I didn’t take the job at the ice cream shop. The one I was looking forward to because I wanted some time outise the house, and because we needed some more income, and because it was just part time so I could still have time with the baby, and because it would be easy and not at all stressful. Ya, that job. I didn’t take it. I got a call a few days before I was supposed to start about coming in for an interview with a really huge vision/optical place here. Really huge here, like 20 offices here in town and in smaller towns all around. Anyway, I went to the interview and was offered the job. The responsible part in me couldn’t turn it down. It was better money and more hours. I convinced myself that was what I needed to do for my family. So, I took the job.

I hate this damn job!!! I really, really, really, really hate. I hate the work. The women I work with are mostly bitches, and I don’t usually judge people like that, especially not so quickly… but, OMG are these women bitches! There are a couple of nice ones, but the other ones are outright mean and don’t even bother to try and pretend they like you. Nope, their hatred jumps right out at you. Guess why? Ummm…. cause most of them are like 19 or 20 years old. I am working with bitchy, little girls. I hate it! I am too old for this crap. I can stand working with people I don’t like if I like the job. I can stand working a job I don’t like if I like the people I work with. I can NOT stand to work somewhere that I hate the job AND the people. It’s hell. I hate getting up in the morning and going to work. Hate it! I wake up and just want to cry.

I should have taken the ice cream job! I really, really should have. I had all those reasons for taking that job but I let myself believe that  making more money would be better for my family. Less time with my family is not better for them. Me being miserable and stressed out is not better for my family.

I just want to scream. AAAAAAAAAAAAAAAAAAAAAHHHHHHHHHHHHHHH!!!!!!!!!!!!!!!!!

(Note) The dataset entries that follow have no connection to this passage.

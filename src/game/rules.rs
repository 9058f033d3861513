//! チェッカーのルール実装モジュール
//! 駒種ごとの移動方向、取りの判定、移動先の列挙、手の検証、強制取りのフィルタを担当する。

use thiserror::Error;

use super::board::Board;
use super::types::{Move, Piece, PieceType, Position, Square};

/// Kingが進める斜め4方向
const KING_DIRECTIONS: [(i8, i8); 4] = [
    (-1, -1), (-1, 1),  // 上方向
    (1, -1),  (1, 1),   // 下方向
];

/// 手が盤面上で成立しない理由
/// 盤面の境界では真偽値に畳み込まれ、ログ出力にのみ使う
#[derive(Debug, Clone, PartialEq, Eq, Error)]
pub enum MoveViolation {
    #[error("no piece on source square {0}")]
    EmptySource(Position),

    #[error("destination {0} is outside the board")]
    DestinationOffBoard(Position),

    #[error("destination {0} is not a playable square")]
    DestinationNotPlayable(Position),

    #[error("destination {0} is occupied")]
    DestinationOccupied(Position),

    #[error("{from} -> {to} does not match the piece's movement")]
    InvalidGeometry { from: Position, to: Position },

    #[error("no capturable piece between {from} and {to}")]
    IllegalCapture { from: Position, to: Position },

    #[error("captured square does not match the jump")]
    CapturedMismatch,
}

/// 検証済みの手
/// 盤面上の実際の駒と、取られるマスを保持する
#[derive(Debug, Clone, Copy, PartialEq, Eq)]
pub struct ValidatedMove {
    pub piece: Piece,
    pub captured: Option<Square>,
}

/// チェッカーのルールを実装する構造体
/// スタティックメソッドのみを提供する
pub struct CheckersRules;

impl CheckersRules {
    /// 駒が移動・取りに使える斜め方向
    /// Manは前方2方向のみ、Kingは4方向すべて
    pub fn directions(piece: Piece) -> Vec<(i8, i8)> {
        match piece.piece_type {
            PieceType::Man => {
                let dr = piece.color.forward();
                vec![(dr, -1), (dr, 1)]
            }
            PieceType::King => KING_DIRECTIONS.to_vec(),
        }
    }

    /// attackerがtargetを取れるか
    /// 相手の駒であることに加え、ManはKingを取れない
    pub fn can_capture(attacker: Piece, target: Piece) -> bool {
        attacker.color != target.color && (attacker.is_king() || !target.is_king())
    }

    /// 指定した駒が指定行に到達したときに成るか
    pub fn is_promotion(piece: Piece, to: Position) -> bool {
        piece.piece_type == PieceType::Man && to.row == piece.color.promotion_row()
    }

    /// fromからtoへのジャンプで取れる駒のマスを返す
    /// 斜め2マスの中点に取れる相手の駒があり、toが空の場合のみSome
    pub fn get_capturable_piece_between(
        board: &Board,
        from: Position,
        to: Position,
        moving_piece: Piece,
    ) -> Option<Square> {
        if from.row.abs_diff(to.row) != 2 || from.col.abs_diff(to.col) != 2 {
            return None;
        }

        let landing = board.get_square(to)?;
        if !landing.is_empty() {
            return None;
        }

        let jumped = board.get_square(from.midpoint(to)?)?;
        let target = jumped.piece?;
        if Self::can_capture(moving_piece, target) {
            Some(jumped)
        } else {
            None
        }
    }

    /// fromの駒が移動できる先と、その際に取るマスを列挙する
    /// 各方向について、空なら1マス移動、相手の駒があればジャンプを検討する
    pub fn possible_destinations(board: &Board, from: Position) -> Vec<(Position, Option<Square>)> {
        let piece = match board.get_piece(from) {
            Some(piece) => piece,
            None => return Vec::new(),
        };

        let mut destinations = Vec::new();
        for (dr, dc) in Self::directions(piece) {
            let step = match from.offset(dr, dc) {
                Some(step) => step,
                None => continue,
            };

            if board.is_empty(step) {
                destinations.push((step, None));
            } else if let Some(landing) = from.offset(dr * 2, dc * 2) {
                if let Some(captured) = Self::get_capturable_piece_between(board, from, landing, piece) {
                    destinations.push((landing, Some(captured)));
                }
            }
        }

        destinations
    }

    /// 手を盤面に対して検証する
    /// 移動元の駒、移動先、移動の形、取りの合法性の順にチェックする
    pub fn validate_move(board: &Board, game_move: &Move) -> Result<ValidatedMove, MoveViolation> {
        let from = game_move.from.position;
        let to = game_move.to.position;

        let piece = board
            .get_piece(from)
            .ok_or(MoveViolation::EmptySource(from))?;

        let destination = board
            .get_square(to)
            .ok_or(MoveViolation::DestinationOffBoard(to))?;
        if !destination.is_playable() {
            return Err(MoveViolation::DestinationNotPlayable(to));
        }
        if !destination.is_empty() {
            return Err(MoveViolation::DestinationOccupied(to));
        }

        let dr = to.row as i64 - from.row as i64;
        let dc = to.col as i64 - from.col as i64;
        let distance = dr.abs();
        if distance != dc.abs() || !(1..=2).contains(&distance) {
            return Err(MoveViolation::InvalidGeometry { from, to });
        }
        let direction = (dr.signum() as i8, dc.signum() as i8);
        if !Self::directions(piece).contains(&direction) {
            return Err(MoveViolation::InvalidGeometry { from, to });
        }

        if distance == 1 {
            if game_move.captured.is_some() {
                return Err(MoveViolation::CapturedMismatch);
            }
            return Ok(ValidatedMove { piece, captured: None });
        }

        let captured = Self::get_capturable_piece_between(board, from, to, piece)
            .ok_or(MoveViolation::IllegalCapture { from, to })?;
        if let Some(claimed) = game_move.captured {
            if claimed.position != captured.position {
                return Err(MoveViolation::CapturedMismatch);
            }
        }

        Ok(ValidatedMove { piece, captured: Some(captured) })
    }

    /// 強制取りのルールを適用する
    /// 取る手が1つでもあれば取る手のみを残す
    pub fn apply_mandatory_capture(moves: Vec<Move>) -> Vec<Move> {
        if moves.iter().any(Move::is_capture) {
            moves.into_iter().filter(Move::is_capture).collect()
        } else {
            moves
        }
    }
}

This isn’t me. This isn’t my life. Is it?

It is. The sad truth is that it is.

Oh, there’s more. There is more that I just can’t connect myself with. I can’t own up to it as my life. We’ve moved of course (just finished yesterday). I just stare at all the boxes stacked up everywhere and sigh. I don’t know where it’s all going to go. This place is smaller than where we were before. I don’t know how all this stuff is going to fit and we’ve already given away and thrown out so much. It’s just one more thing that I look at and think “no way is this my life. no way do i really have to deal with all this.” But I do. I have to deal with it. I can’t right now though. Right now those boxes are going to sit.

I don’t want to be whiny. I don’t want to sound depressed. I’m not depressed. I’m really just mad at myself. I am mad for letting myself get into the situations I do. I have to figure out this job thing. I think I need to find something else because if I stay at the job I took I really might end up depressed. I think about the paychecks and I tell myself I can’t quit but then I wake up and I would rather slam my head in a door than go to work…. I think I gotta quit.



{July 7, 2008}   And She Lived…

After a year of blogging at The Bitter Ball I am ready to move on and leave the ball behind. In the past year I have learned to let go of bitterness. I have been living a happier life. Will it be a happily ever after? or is it just a happy for now? I will find out as I live life after the ball.